UNITED NATIONS, April 17 (Xinhua) -- UN Undersecretary-General for Humanitarian Affairs Mark Lowcock on Tuesday expressed concern about insufficient commercial imports, particularly food, to Yemen.
"We remain very concerned about commercial imports through all of Yemen's ports, most particularly (the Red Sea ports of) Hudaydah and Saleef," Lowcock told the Security Council.
Before the war, Yemen relied on imports to cover 90 percent of staple food and nearly all its medicine and fuel needs, he said. "Commercial shortages and delays at ports have led to sharp increase in the price of food and household necessities. Ports are the lifeline of Yemen."
Price increases, especially of food, are forcing hundreds of thousands of destitute families to turn to humanitarian assistance for their very survival, he said.
The United Nations is encouraging all those concerned to accelerate the normalization of commercial shipments into Hudaydah and Saleef, as well as to Yemen's other ports, he said. "We are worried that shipping companies are reluctant to enter Yemeni waters."
The reasons are related to problems with foreign exchange and the banking sector as well as the ports, but the result is that insufficient food is being imported, he explained.
Lowcock also voiced concern over the fact that Sanaa airport remains closed to commercial traffic. The closure of the airport is preventing thousands of critically ill patients from traveling abroad to seek treatment unavailable in Yemen, he said.

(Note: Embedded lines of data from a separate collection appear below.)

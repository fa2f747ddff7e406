//! Authorize Use Case
//!
//! A request is authorized when:
//! 1. both `Date` and `Authorization` headers are present
//! 2. `Date` parses and lies within `max_clock_skew` of server time
//! 3. `Authorization` is a signature over `"{server_address} {Date}"` made by
//!    the key behind the identity the request acts on

use axum::http::HeaderMap;
use kernel::clock::{Clock, SystemClock};
use platform::address::Address;
use platform::headers::{SignedHeaders, extract_signed_headers};
use platform::signature::verify_message;
use std::sync::Arc;

use crate::application::config::AuthConfig;
use crate::domain::{RequestTimestamp, auth_message};
use crate::error::{AuthResult, Rejection};

/// Decides whether a request really comes from the controller of an identity.
#[derive(Clone)]
pub struct AuthenticationGate {
    config: Arc<AuthConfig>,
    clock: Arc<dyn Clock>,
}

impl AuthenticationGate {
    pub fn new(config: Arc<AuthConfig>) -> Self {
        Self::with_clock(config, Arc::new(SystemClock))
    }

    pub fn with_clock(config: Arc<AuthConfig>, clock: Arc<dyn Clock>) -> Self {
        Self { config, clock }
    }

    pub fn config(&self) -> &AuthConfig {
        &self.config
    }

    pub fn is_enabled(&self) -> bool {
        self.config.enabled
    }

    /// Authorize a request from its headers on behalf of `identity`
    /// (the raw path argument).
    pub fn authorize(&self, headers: &HeaderMap, identity: &str) -> AuthResult<()> {
        if !self.config.enabled {
            return Ok(());
        }

        let signed = extract_signed_headers(headers)?;
        self.authorize_signed(&signed, identity)
    }

    /// Authorize already extracted credentials on behalf of `identity`.
    pub fn authorize_signed(&self, signed: &SignedHeaders, identity: &str) -> AuthResult<()> {
        if !self.config.enabled {
            return Ok(());
        }

        let timestamp = RequestTimestamp::parse(&signed.timestamp)
            .map_err(|e| Rejection::UnparseableTimestamp(e.0))?;

        let now = self.clock.now();
        if !timestamp.is_fresh(now, self.config.max_clock_skew_delta()) {
            return Err(Rejection::Stale {
                skew_secs: timestamp.age(now).num_seconds(),
            }
            .into());
        }

        let identity = Address::parse(identity).map_err(|_| Rejection::InvalidIdentity)?;
        let message = auth_message(&self.config.server_address, &signed.timestamp);
        if !verify_message(&identity, &message, &signed.signature) {
            return Err(Rejection::BadSignature.into());
        }

        tracing::debug!(identity = %identity, "Request authenticated");
        Ok(())
    }
}

impl std::fmt::Debug for AuthenticationGate {
    fn fmt(&self, f: &mut std::fmt::Formatter<'_>) -> std::fmt::Result {
        f.debug_struct("AuthenticationGate")
            .field("config", &self.config)
            .finish_non_exhaustive()
    }
}
//! Infrastructure Layer
//!
//! Repository implementations.

pub mod memory;
pub mod postgres;

pub use memory::InMemoryFarmerRepository;
pub use postgres::PgFarmerRepository;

Military activities conducted in the proximity of the airport over the last month have affected humanitarian flights as well.
Bureaucratic impediments imposed by decision-makers in Sanaa are affecting relief operations, he noted.
Humanitarian staff continue to face delays in visas and project approvals, restrictions on imports and custom clearance, and long delays and searches at checkpoints, he said.
While UN humanitarian workers have partial access to all of Yemen's 333 districts, restrictions and insecurity mean that estimated 1.2 million people in need of assistance live in areas inaccessible to humanitarian organizations, he noted.
As with other challenges, a successful response requires safe, unimpeded and unhindered access across and into Yemen for humanitarian staff and humanitarian supplies, he said. "All impediments which prevent humanitarians from reaching people must stop."
Yemeni public servants who are doing so much themselves to respond to the crisis need their salaries paid, said Lowcock, noting that most health and sanitation workers have still not been paid for more than a year and a half.
Lowcock expressed concern over the security situation in the country.
The impact of airstrikes, shelling and fighting on the civilian population is deeply worrying, said Lowcock. "Civilian lives are lost. Public infrastructure is destroyed. Displacement is increasing."
Mines and the remnants of war affect agricultural production and the wider economy, and therefore threaten civilian life. Some 3 million women and girls are at risk of sexual and gender-based violence, he said.
He warned of the risk of another major cholera outbreak. Last year's outbreak of cholera and watery diarrhea struck more than 1 million people. With the arrival of the rainy season, the conditions that created this outbreak are still present, he said.
Yemen, which has been in war since 2015, remains the world's worst humanitarian crisis, he said. Three quarters of the population, or more than 22 million people, urgently require some form of humanitarian help, including 8.4 million people who struggle to find their next meal, said Lowcock.
The United Nations increased the coverage of food assistance last year from 3 million people a month in January to more than 7 million a month in December. For 2018, the World Food Programme has plans to reach 10 million people a month, said Lowcock.